ABOUT THIS EXERCISE |
How many separate lines of the data contain "digits"? Give the count and nothing else.

GIVEN ENTRIES |
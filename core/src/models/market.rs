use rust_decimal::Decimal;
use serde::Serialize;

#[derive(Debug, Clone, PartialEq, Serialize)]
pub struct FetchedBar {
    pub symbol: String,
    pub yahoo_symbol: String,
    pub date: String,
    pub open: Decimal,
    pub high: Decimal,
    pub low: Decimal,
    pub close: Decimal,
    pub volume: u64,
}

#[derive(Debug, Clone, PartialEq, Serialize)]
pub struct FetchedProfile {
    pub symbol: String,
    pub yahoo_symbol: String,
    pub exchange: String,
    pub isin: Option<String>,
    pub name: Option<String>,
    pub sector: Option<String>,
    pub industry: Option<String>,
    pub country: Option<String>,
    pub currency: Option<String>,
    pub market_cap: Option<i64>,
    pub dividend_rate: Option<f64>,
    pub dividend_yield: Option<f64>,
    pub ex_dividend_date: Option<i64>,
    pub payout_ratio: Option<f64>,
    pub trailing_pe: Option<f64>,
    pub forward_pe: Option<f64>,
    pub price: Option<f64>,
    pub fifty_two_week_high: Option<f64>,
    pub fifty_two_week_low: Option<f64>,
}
* * *
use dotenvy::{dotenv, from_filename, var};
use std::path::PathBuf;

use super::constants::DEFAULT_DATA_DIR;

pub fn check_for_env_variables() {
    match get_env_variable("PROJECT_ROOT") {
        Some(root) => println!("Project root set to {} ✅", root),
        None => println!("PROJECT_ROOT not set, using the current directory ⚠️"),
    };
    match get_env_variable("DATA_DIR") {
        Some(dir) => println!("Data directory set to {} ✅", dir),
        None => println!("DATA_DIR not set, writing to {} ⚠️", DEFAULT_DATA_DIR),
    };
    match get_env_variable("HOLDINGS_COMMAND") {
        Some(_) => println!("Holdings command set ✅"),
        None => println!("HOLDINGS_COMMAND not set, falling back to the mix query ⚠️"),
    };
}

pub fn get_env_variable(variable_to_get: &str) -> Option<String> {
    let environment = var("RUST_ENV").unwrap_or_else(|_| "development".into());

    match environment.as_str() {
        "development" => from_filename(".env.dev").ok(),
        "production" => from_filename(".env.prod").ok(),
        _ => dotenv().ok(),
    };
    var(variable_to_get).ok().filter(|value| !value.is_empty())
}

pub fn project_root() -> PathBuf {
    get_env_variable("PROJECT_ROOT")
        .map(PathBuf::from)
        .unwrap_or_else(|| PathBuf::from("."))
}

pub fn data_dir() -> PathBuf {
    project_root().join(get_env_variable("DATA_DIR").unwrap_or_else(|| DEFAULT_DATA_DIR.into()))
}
==
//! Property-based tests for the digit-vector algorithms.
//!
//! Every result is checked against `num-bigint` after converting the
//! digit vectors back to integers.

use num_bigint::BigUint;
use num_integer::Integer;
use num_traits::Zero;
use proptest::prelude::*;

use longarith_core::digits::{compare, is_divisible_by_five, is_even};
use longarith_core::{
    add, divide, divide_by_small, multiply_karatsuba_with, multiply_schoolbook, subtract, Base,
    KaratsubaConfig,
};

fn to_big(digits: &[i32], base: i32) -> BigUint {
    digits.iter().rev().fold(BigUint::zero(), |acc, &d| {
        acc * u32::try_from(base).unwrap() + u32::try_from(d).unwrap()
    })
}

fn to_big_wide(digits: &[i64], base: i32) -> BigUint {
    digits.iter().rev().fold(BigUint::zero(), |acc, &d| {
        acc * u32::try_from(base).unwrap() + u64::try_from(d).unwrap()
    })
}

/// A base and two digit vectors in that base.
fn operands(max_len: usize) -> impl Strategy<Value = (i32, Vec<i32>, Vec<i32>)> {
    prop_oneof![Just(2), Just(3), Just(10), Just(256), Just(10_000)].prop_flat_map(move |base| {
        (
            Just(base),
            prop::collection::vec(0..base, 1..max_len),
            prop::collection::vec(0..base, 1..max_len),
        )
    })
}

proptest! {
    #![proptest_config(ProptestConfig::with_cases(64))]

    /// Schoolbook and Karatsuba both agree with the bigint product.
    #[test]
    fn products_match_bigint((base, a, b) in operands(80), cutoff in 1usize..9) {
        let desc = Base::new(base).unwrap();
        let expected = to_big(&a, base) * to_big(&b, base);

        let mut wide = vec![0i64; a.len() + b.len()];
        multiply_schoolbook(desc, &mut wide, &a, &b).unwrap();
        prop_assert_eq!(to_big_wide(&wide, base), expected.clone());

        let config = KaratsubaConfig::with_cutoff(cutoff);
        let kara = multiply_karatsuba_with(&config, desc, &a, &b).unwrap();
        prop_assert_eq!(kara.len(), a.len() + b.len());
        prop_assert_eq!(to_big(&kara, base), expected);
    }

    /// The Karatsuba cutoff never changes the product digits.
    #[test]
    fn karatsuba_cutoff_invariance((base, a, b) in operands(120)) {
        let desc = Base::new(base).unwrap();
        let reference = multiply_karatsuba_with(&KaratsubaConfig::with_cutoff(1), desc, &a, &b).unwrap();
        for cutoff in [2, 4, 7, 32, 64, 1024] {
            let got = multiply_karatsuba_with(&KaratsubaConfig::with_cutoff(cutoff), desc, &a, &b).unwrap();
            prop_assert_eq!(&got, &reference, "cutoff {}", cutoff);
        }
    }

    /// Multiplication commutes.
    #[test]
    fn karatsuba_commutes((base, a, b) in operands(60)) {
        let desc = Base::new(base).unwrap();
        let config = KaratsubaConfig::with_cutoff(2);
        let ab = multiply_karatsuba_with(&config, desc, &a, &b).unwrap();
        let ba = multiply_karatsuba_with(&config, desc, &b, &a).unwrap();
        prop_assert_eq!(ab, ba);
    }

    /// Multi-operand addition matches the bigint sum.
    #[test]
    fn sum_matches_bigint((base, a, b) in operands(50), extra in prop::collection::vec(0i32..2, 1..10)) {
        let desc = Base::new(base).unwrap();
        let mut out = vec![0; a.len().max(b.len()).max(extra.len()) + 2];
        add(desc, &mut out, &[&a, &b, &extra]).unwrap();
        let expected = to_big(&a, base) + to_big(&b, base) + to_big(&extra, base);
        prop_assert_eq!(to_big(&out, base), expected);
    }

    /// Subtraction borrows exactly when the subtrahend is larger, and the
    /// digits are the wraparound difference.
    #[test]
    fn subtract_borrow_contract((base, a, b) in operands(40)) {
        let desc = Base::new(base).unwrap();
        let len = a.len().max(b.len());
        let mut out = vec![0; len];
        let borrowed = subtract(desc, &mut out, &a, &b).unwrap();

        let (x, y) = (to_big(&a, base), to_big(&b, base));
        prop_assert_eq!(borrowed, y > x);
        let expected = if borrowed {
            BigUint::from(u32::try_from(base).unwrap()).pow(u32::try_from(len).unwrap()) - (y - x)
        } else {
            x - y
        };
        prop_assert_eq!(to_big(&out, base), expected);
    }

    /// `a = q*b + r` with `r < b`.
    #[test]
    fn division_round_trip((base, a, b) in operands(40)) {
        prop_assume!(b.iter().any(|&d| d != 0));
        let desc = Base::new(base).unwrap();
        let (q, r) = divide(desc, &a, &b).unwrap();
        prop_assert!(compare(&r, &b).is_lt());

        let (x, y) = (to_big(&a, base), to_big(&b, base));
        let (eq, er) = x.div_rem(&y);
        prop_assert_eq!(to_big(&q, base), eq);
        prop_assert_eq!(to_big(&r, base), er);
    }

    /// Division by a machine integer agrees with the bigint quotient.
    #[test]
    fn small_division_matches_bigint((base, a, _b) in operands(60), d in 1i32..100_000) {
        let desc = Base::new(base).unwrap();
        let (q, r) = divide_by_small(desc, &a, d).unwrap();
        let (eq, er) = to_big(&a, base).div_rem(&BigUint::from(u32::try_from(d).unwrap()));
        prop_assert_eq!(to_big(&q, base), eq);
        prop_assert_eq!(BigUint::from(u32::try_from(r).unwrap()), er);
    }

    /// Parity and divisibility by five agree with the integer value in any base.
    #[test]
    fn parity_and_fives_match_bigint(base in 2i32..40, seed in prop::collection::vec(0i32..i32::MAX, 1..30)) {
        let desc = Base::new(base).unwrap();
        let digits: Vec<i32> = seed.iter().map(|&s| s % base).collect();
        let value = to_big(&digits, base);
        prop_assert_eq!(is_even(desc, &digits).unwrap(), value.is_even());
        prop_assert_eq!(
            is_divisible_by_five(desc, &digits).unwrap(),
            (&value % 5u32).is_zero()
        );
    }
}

RESULT OF THIS EXERCISE |
11